------ Records for this task
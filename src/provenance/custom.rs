//! Operator-configured headers.
//!
//! The client IP header is owned by this proxy and always overwritten. The
//! TLS marker header is only written for requests over TLS, and may carry
//! an empty value.

use axum::http::HeaderMap;

use super::address::Peer;
use super::config::ForwardingConfig;
use super::{write_header, WritePolicy};

pub(crate) fn inject(headers: &mut HeaderMap, peer: &Peer, secure: bool, config: &ForwardingConfig) {
    if let Some(name) = config.client_ip_header() {
        write_header(headers, name.clone(), peer.ip.clone(), WritePolicy::Overwrite);
    }

    if let (Some(name), true) = (config.tls_header(), secure) {
        write_header(
            headers,
            name.clone(),
            config.tls_header_value().clone(),
            WritePolicy::Overwrite,
        );
    }
}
------------
## Work order
Give back exactly the lines from the one containing "if let Some(name)" through the end of the material above, and nothing else.

## Exercise response
    if let Some(name) = config.client_ip_header() {
        write_header(headers, name.clone(), peer.ip.clone(), WritePolicy::Overwrite);
    }

    if let (Some(name), true) = (config.tls_header(), secure) {
        write_header(
            headers,
            name.clone(),
            config.tls_header_value().clone(),
            WritePolicy::Overwrite,
        );
    }
}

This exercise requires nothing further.